Devolution Cabinet Secretary Eugene Wamalwa also weighed in on the issue, asking the Senate to expedite debate even as he admitted that service delivery in counties is at standstill.

“We want to ask our senators to do their constitutional duty to ensure that a fair and equitable formula is arrived at so that funds are released to the counties. These counties are struggling and they need money,” he said in Eldoret on Thursday.

He disclosed that the national government is ready to disburse funds to the counties once the stalemate surrounding the revenue-sharing formula is unlocked.

However, the Senate pushed back the accusations and instead pointed an accusing finger at Controller of Budget Margaret Nyakango, claiming that her failure to enforce the public finance management regulations is the cause of the county cash woes.

Disbursement of cash

At a press briefing at parliament Buildings, Majority Whip Irungu Kang’ata said the CoB should have invoked the regulations to ensure that the disbursement of cash to the counties is not interrupted and that service delivery is sustained.

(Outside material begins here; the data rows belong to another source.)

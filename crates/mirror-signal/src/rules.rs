//! Tally thresholds.

use rust_decimal::Decimal;
use rust_decimal_macros::dec;
use serde::{Deserialize, Serialize};

/// Thresholds for the four confirmation indicators.
#[derive(Debug, Clone, PartialEq, Eq, Serialize, Deserialize)]
pub struct TallyRules {
    /// Absolute 15-minute change (percent) counted as momentum.
    #[serde(default = "default_momentum_pct")]
    pub momentum_pct: Decimal,
    /// Volume over trailing average counted as a spike.
    #[serde(default = "default_volume_spike_ratio")]
    pub volume_spike_ratio: Decimal,
    /// RSI below this confirms a long.
    #[serde(default = "default_rsi_oversold")]
    pub rsi_oversold: Decimal,
    /// RSI above this confirms a short.
    #[serde(default = "default_rsi_overbought")]
    pub rsi_overbought: Decimal,
    /// Confirmations needed for `ready`.
    #[serde(default = "default_ready_count")]
    pub ready_count: u8,
}

fn default_momentum_pct() -> Decimal {
    dec!(0.30)
}

fn default_volume_spike_ratio() -> Decimal {
    dec!(2.0)
}

fn default_rsi_oversold() -> Decimal {
    dec!(30)
}

fn default_rsi_overbought() -> Decimal {
    dec!(70)
}

fn default_ready_count() -> u8 {
    2
}

impl Default for TallyRules {
    fn default() -> Self {
        Self {
            momentum_pct: default_momentum_pct(),
            volume_spike_ratio: default_volume_spike_ratio(),
            rsi_oversold: default_rsi_oversold(),
            rsi_overbought: default_rsi_overbought(),
            ready_count: default_ready_count(),
        }
    }
}

impl TallyRules {
    /// Validate threshold values.
    ///
    /// Returns Err if:
    /// - momentum_pct or volume_spike_ratio is not positive
    /// - rsi_oversold >= rsi_overbought
    /// - ready_count is 0 or above 4
    pub fn validate(&self) -> Result<(), String> {
        if self.momentum_pct <= Decimal::ZERO {
            return Err(format!("momentum_pct ({}) must be positive", self.momentum_pct));
        }
        if self.volume_spike_ratio <= Decimal::ZERO {
            return Err(format!(
                "volume_spike_ratio ({}) must be positive",
                self.volume_spike_ratio
            ));
        }
        if self.rsi_oversold >= self.rsi_overbought {
            return Err(format!(
                "rsi_oversold ({}) must be less than rsi_overbought ({})",
                self.rsi_oversold, self.rsi_overbought
            ));
        }
        if !(1..=4).contains(&self.ready_count) {
            return Err(format!("ready_count ({}) must be between 1 and 4", self.ready_count));
        }
        Ok(())
    }
}

#[cfg(test)]
mod tests {
    use super::*;

    #[test]
    fn test_default_rules_validate() {
        let rules = TallyRules::default();
        assert!(rules.validate().is_ok());
        assert_eq!(rules.momentum_pct, dec!(0.30));
        assert_eq!(rules.ready_count, 2);
    }

    #[test]
    fn test_inverted_rsi_rejected() {
        let rules = TallyRules {
            rsi_oversold: dec!(75),
            ..Default::default()
        };
        assert!(rules.validate().unwrap_err().contains("rsi_oversold"));
    }

    #[test]
    fn test_ready_count_bounds() {
        let rules = TallyRules {
            ready_count: 5,
            ..Default::default()
        };
        assert!(rules.validate().is_err());
    }

    #[test]
    fn test_partial_toml() {
        let rules: TallyRules = toml::from_str("volume_spike_ratio = 3.0").unwrap();
        assert_eq!(rules.volume_spike_ratio, dec!(3));
        assert_eq!(rules.rsi_overbought, dec!(70));
    }
}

Section 134 of the regulations states: “If the County Allocation of Revenue Bill submitted to Parliament for a financial year has not been approved by Parliament or is not likely to be approved by Parliament by the beginning of the financial year, the Controller of Budget may authorise withdrawals of up to 50 percent from the Consolidated Fund based on the last County Allocation of Revenue Act (CARA) approved by Parliament for the purposes of meeting expenditure of the county governments for the financial year.

“Non-passage of CARA or even the delay in adopting a new formula is not sufficient ground to trigger the alleged cash crunch in the counties. There is a legal mechanism,” Mr Kangata said.

Misleading the public

But Dr Nyakang’o accused the senators of misleading the public, noting that her office can only authorise withdrawal of funds already released by the National Treasury.

“Senators are aware of this and they should not mislead the public,” Ms Nyakang’o told the Nation in response to Mr Kangata’s press statement.

In any case, she added, she only authorises funds where the National Treasury has disbursed the funds to the counties and the county assemblies have enacted the Appropriations Acts.

“My office authorises withdrawals from County Revenue Fund. This assumes that Treasury has released funds from the Consolidated Fund. I suggest that you ask the National Treasury to release the funds whose withdrawal I will then approve.”